## Task statement
Return the records verbatim.

## Stored data
_ _ _ _ _ _ _
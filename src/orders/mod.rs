//! Order types for every turn phase.
//!
//! An [`Order`] is resolved during exactly one pipeline phase; a
//! [`MonthOrder`] occupies a unit for the whole month and lives in the
//! unit's single month-long slot. Instant orders (FORM, GUARD 0) never
//! appear here: the parser executes them while reading the file.

pub mod parser;

use serde::{Deserialize, Serialize};

use crate::game::item::{Item, Skill};
use crate::game::region::Direction;

/// An order resolved during one phase of the turn pipeline.
#[derive(Debug, Clone, PartialEq, Eq, Serialize, Deserialize)]
pub enum Order {
    /// `find <faction>`: report another faction's contact details.
    Find { faction: u32 },

    /// `enter <structure>`: move into a structure in the current region.
    Enter { structure: u32 },

    /// `leave`: step out of the current structure.
    Leave,

    /// `promote <unit>`: hand structure ownership to another occupant.
    Promote { target: u32 },

    /// `evict <unit>`: expel another occupant from an owned structure.
    Evict { target: u32 },

    /// `attack <unit>`: open combat against a unit in the same region.
    Attack { target: u32 },

    /// `steal <unit> <item>`: covertly take one item from a target.
    Steal { target: u32, item: Item },

    /// `assassinate <unit>`: covertly kill a lone target.
    Assassinate { target: u32 },

    /// `give <unit> <amount> <item>`: unconditional transfer. Target 0
    /// discards the goods.
    Give { target: u32, amount: i64, item: Item },

    /// `exchange <unit> <give-amt> <give-item> <want-amt> <want-item>`:
    /// bilateral trade that only settles if both offers match.
    Exchange {
        target: u32,
        give_amount: i64,
        give_item: Item,
        want_amount: i64,
        want_item: Item,
    },

    /// `destroy`: demolish the structure the unit owns.
    Destroy,

    /// `pillage`: extract regional wealth by force.
    Pillage,

    /// `tax`: collect regional taxes peacefully.
    Tax,

    /// `guard 1`: start guarding the region. (`guard 0` is instant.)
    Guard,

    /// `cast <spell> ...`: work magic.
    Cast { spell: Spell },

    /// `sell <amount> <item>`: sell to the region market.
    Sell { amount: i64, item: Item },

    /// `buy <amount> <item>`: buy from the region market.
    Buy { amount: i64, item: Item },

    /// `forget <skill>`: unlearn a skill.
    Forget { skill: Skill },

    /// `quit`: withdraw the whole faction from the game.
    Quit,

    /// `withdraw <amount> <item>`: draw goods from the faction's unclaimed
    /// reserve.
    Withdraw { amount: i64, item: Item },

    /// `teach <unit> ...`: spend the month teaching the listed students.
    Teach { students: Vec<u32> },
}

/// A month-long order; a unit holds at most one per turn.
#[derive(Debug, Clone, PartialEq, Eq, Serialize, Deserialize)]
pub enum MonthOrder {
    /// Earn regional wages.
    Work,

    /// Study a skill.
    Study { skill: Skill },

    /// Produce an item from regional resources.
    Produce { item: Item },

    /// Walk along the listed exits, one region per step.
    Move { dirs: Vec<Direction> },

    /// Sail the owned ship along the listed exits.
    Sail { dirs: Vec<Direction> },
}

/// Spells castable via `cast`.
#[derive(Debug, Clone, Copy, PartialEq, Eq, Serialize, Deserialize)]
pub enum Spell {
    /// Relocate the casting unit to a region at the teleport phase.
    Teleport { region: u32 },

    /// Scry a distant region into the faction report.
    Farsight { region: u32 },
}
_ _ _ _ _ _ _
## Response to the exercise
filename src/orders/mod.rs
//! Order types for every turn phase.
//!
//! An [`Order`] is resolved during exactly one pipeline phase; a
//! [`MonthOrder`] occupies a unit for the whole month and lives in the
//! unit's single month-long slot. Instant orders (FORM, GUARD 0) never
//! appear here: the parser executes them while reading the file.

pub mod parser;

use serde::{Deserialize, Serialize};

use crate::game::item::{Item, Skill};
use crate::game::region::Direction;

/// An order resolved during one phase of the turn pipeline.
#[derive(Debug, Clone, PartialEq, Eq, Serialize, Deserialize)]
pub enum Order {
    /// `find <faction>`: report another faction's contact details.
    Find { faction: u32 },

    /// `enter <structure>`: move into a structure in the current region.
    Enter { structure: u32 },

    /// `leave`: step out of the current structure.
    Leave,

    /// `promote <unit>`: hand structure ownership to another occupant.
    Promote { target: u32 },

    /// `evict <unit>`: expel another occupant from an owned structure.
    Evict { target: u32 },

    /// `attack <unit>`: open combat against a unit in the same region.
    Attack { target: u32 },

    /// `steal <unit> <item>`: covertly take one item from a target.
    Steal { target: u32, item: Item },

    /// `assassinate <unit>`: covertly kill a lone target.
    Assassinate { target: u32 },

    /// `give <unit> <amount> <item>`: unconditional transfer. Target 0
    /// discards the goods.
    Give { target: u32, amount: i64, item: Item },

    /// `exchange <unit> <give-amt> <give-item> <want-amt> <want-item>`:
    /// bilateral trade that only settles if both offers match.
    Exchange {
        target: u32,
        give_amount: i64,
        give_item: Item,
        want_amount: i64,
        want_item: Item,
    },

    /// `destroy`: demolish the structure the unit owns.
    Destroy,

    /// `pillage`: extract regional wealth by force.
    Pillage,

    /// `tax`: collect regional taxes peacefully.
    Tax,

    /// `guard 1`: start guarding the region. (`guard 0` is instant.)
    Guard,

    /// `cast <spell> ...`: work magic.
    Cast { spell: Spell },

    /// `sell <amount> <item>`: sell to the region market.
    Sell { amount: i64, item: Item },

    /// `buy <amount> <item>`: buy from the region market.
    Buy { amount: i64, item: Item },

    /// `forget <skill>`: unlearn a skill.
    Forget { skill: Skill },

    /// `quit`: withdraw the whole faction from the game.
    Quit,

    /// `withdraw <amount> <item>`: draw goods from the faction's unclaimed
    /// reserve.
    Withdraw { amount: i64, item: Item },

    /// `teach <unit> ...`: spend the month teaching the listed students.
    Teach { students: Vec<u32> },
}

/// A month-long order; a unit holds at most one per turn.
#[derive(Debug, Clone, PartialEq, Eq, Serialize, Deserialize)]
pub enum MonthOrder {
    /// Earn regional wages.
    Work,

    /// Study a skill.
    Study { skill: Skill },

    /// Produce an item from regional resources.
    Produce { item: Item },

    /// Walk along the listed exits, one region per step.
    Move { dirs: Vec<Direction> },

    /// Sail the owned ship along the listed exits.
    Sail { dirs: Vec<Direction> },
}

/// Spells castable via `cast`.
#[derive(Debug, Clone, Copy, PartialEq, Eq, Serialize, Deserialize)]
pub enum Spell {
    /// Relocate the casting unit to a region at the teleport phase.
    Teleport { region: u32 },

    /// Scry a distant region into the faction report.
    Farsight { region: u32 },
}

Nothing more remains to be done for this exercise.